Interview
Judith Vejvoda

"Passing"
Photos © 2002, Judith Vejvoda, All Rights Reserved

Judith Vejvoda began her photographic career at the Art Institute of Boston in 1982. While there she photographed jazz musicians and performance pieces that were published in the Boston Globe Magazine. In 1998 she left Boston and pursued her graduate degree in photography at the University of New Mexico. Its prestigious roster of faculty members included Van Deren Coke, Tom Barrow, Patrick Nagatani, and Betty Hahn. At the same time she began to teach at a community college nearby. Currently, Vejvoda teaches digital photography at the Santa Fe Workshops and her work is represented in major collections in this country and abroad.

"Lake Tahoe"

Shutterbug: What do you feel the infrared look adds to your photographs?

Judith Vejvoda: I like the etherealness, the otherworldly aspect of a place. Although there is that fairy-tale effect to infrared I want that to be just one of the components of the picture. The fact that it reacts to heat intrigues me, too. Heat always symbolizes life to me.

I want that to be just one of the components of the picture. The fact that it reacts to heat intrigues me, too. Heat always symbolizes life to me.

"Oakgrove"

SB: When you look at a landscape, what determines how you are going to capture it?
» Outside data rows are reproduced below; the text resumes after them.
//! InMemoryStore - BTreeMap-backed record store for testing and development.

use std::collections::{BTreeMap, HashMap};
use std::sync::{Arc, RwLock};

use super::{RecordStore, StagedWrite, StoreError, WriteOp};

#[derive(Default)]
struct Inner {
    /// collection name -> id-ordered record bytes
    collections: HashMap<String, BTreeMap<u64, Vec<u8>>>,
    /// collection name -> last id handed out
    sequences: HashMap<String, u64>,
    /// successful non-empty batch applications
    commits: usize,
}

/// In-memory record store.
///
/// Cloning shares the underlying storage via Arc, so a test can keep a
/// handle for inspection while handing another to the data access layer.
#[derive(Clone, Default)]
pub struct InMemoryStore {
    inner: Arc<RwLock<Inner>>,
}

impl InMemoryStore {
    /// Create a new empty store.
    pub fn new() -> Self {
        Self::default()
    }

    /// Number of successfully applied non-empty batches. Lets tests assert
    /// that an operation committed exactly once (or not at all).
    pub fn commit_count(&self) -> usize {
        self.inner.read().map(|inner| inner.commits).unwrap_or(0)
    }

    /// Number of records currently held in a collection.
    pub fn record_count(&self, collection: &str) -> usize {
        self.inner
            .read()
            .map(|inner| inner.collections.get(collection).map_or(0, BTreeMap::len))
            .unwrap_or(0)
    }
}

impl RecordStore for InMemoryStore {
    fn fetch(&self, collection: &str, id: u64) -> Result<Option<Vec<u8>>, StoreError> {
        let inner = self
            .inner
            .read()
            .map_err(|_| StoreError::LockPoisoned("fetch"))?;

        Ok(inner
            .collections
            .get(collection)
            .and_then(|records| records.get(&id))
            .cloned())
    }

    fn scan(&self, collection: &str) -> Result<Vec<Vec<u8>>, StoreError> {
        let inner = self
            .inner
            .read()
            .map_err(|_| StoreError::LockPoisoned("scan"))?;

        Ok(inner
            .collections
            .get(collection)
            .map(|records| records.values().cloned().collect())
            .unwrap_or_default())
    }

    fn reserve_id(&self, collection: &str) -> Result<u64, StoreError> {
        let mut inner = self
            .inner
            .write()
            .map_err(|_| StoreError::LockPoisoned("reserve_id"))?;

        let next = inner
            .sequences
            .get(collection)
            .copied()
            .unwrap_or(0)
            + 1;
        inner.sequences.insert(collection.to_string(), next);
        Ok(next)
    }

    fn apply(&self, batch: Vec<StagedWrite>) -> Result<(), StoreError> {
        if batch.is_empty() {
            return Ok(());
        }

        let mut inner = self
            .inner
            .write()
            .map_err(|_| StoreError::LockPoisoned("apply"))?;

        // Validate the whole batch before touching storage. The overlay
        // tracks presence changes earlier writes in the same batch produce.
        let mut overlay: HashMap<(&str, u64), bool> = HashMap::new();
        for write in &batch {
            let key = (write.collection, write.op.id());
            let present = overlay.get(&key).copied().unwrap_or_else(|| {
                inner
                    .collections
                    .get(write.collection)
                    .is_some_and(|records| records.contains_key(&key.1))
            });

            match write.op {
                WriteOp::Insert { id, .. } if present => {
                    return Err(StoreError::DuplicateId {
                        collection: write.collection.to_string(),
                        id,
                    });
                }
                WriteOp::Update { id, .. } | WriteOp::Delete { id } if !present => {
                    return Err(StoreError::NotFound {
                        collection: write.collection.to_string(),
                        id,
                    });
                }
                _ => {}
            }

            overlay.insert(key, !matches!(write.op, WriteOp::Delete { .. }));
        }

        for write in batch {
            let records = inner
                .collections
                .entry(write.collection.to_string())
                .or_default();
            match write.op {
                WriteOp::Insert { id, bytes } | WriteOp::Update { id, bytes } => {
                    records.insert(id, bytes);
                }
                WriteOp::Delete { id } => {
                    records.remove(&id);
                }
            }
        }

        inner.commits += 1;
        Ok(())
    }
}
JV: Well, infrared landscapes are something I have been doing since 1980 and I think they have always asked to be just infrared landscapes. I use a 1941 Widelux camera and the prints are absolutely film-based and are not digitally enhanced at all. I print my own film and use the best papers available, though over time the papers have changed. It would be sacrilegious to touch those negatives.

"Footbridge"

SB: I recall that Douglas Kent Hall in a juror's statement for the Spring 2000 exhibition of New Mexico photographs commented that in the 150 photographs he looked at, among them were only three photographers whose darkroom skills were impeccable. Since you took third place I assume you were among them.

JV: I only do 25 prints of each image and want to have the intimate hands-on experience and produce a quality print.

SB: Many of your large-scale landscapes, with their feeling of isolation, abandonment, and moodiness, remind me of the recent work of Sally Mann.

JV: Yes, there is the same solitude. I'm pretty much a loner. My work is about a connection I have with nature. It is really where my life resonates. I just spent a week photographing in the Gila Wilderness in the southwest part of New Mexico. It is called the primitive black range and is part of the Geronimo Trail. It is also the largest wilderness in the 48 states with the least amount of human activity and one of the few places where you can feel the connectedness to the earth. I hiked for miles. It is a place where I believe spirits still live.

"Coronation"

SB: It sounds like a magical place for your panoramic vistas.

JV: I used the panoramic camera for most of my landscapes, though I also brought my Hasselblad to photograph some elements of the cliff dwellings, like a pueblo/kiva ladder and the wonderful caves in the area that I might use to make images for my panels. I love the square format for those boards that I do.

SB: I assume you are referring to your triptychs that are often mixed media and alternative process work using digitally composed images. They are amazing. It is hard to conceive the way all these different images fit together so perfectly.

JV: I do these triptychs simultaneously with my infrared work. The mixed media body of work may be cyanotype or collage images or painted on photo linen. I have done a lot of work with a Diana camera, too, because, like infrared, the pinhole gives such a poetic and symbolic image and has a kind of chiaroscuro effect. I think ideas come up when you just let things be and experience the way they really are. In much of my work you will see paths leading to dark or light places depending on my own psychological perspective at the time. In the photograph "Footbridge" there are trees that are almost foreboding, going across the path. The shadows bar entrance but, as in life, there are all kinds of detours, barriers, and obstacles that get in the way.

"Ancient Temple"

SB: So you are coming from two different worlds, the one you have just described and then the world of Photoshop and digital imaging.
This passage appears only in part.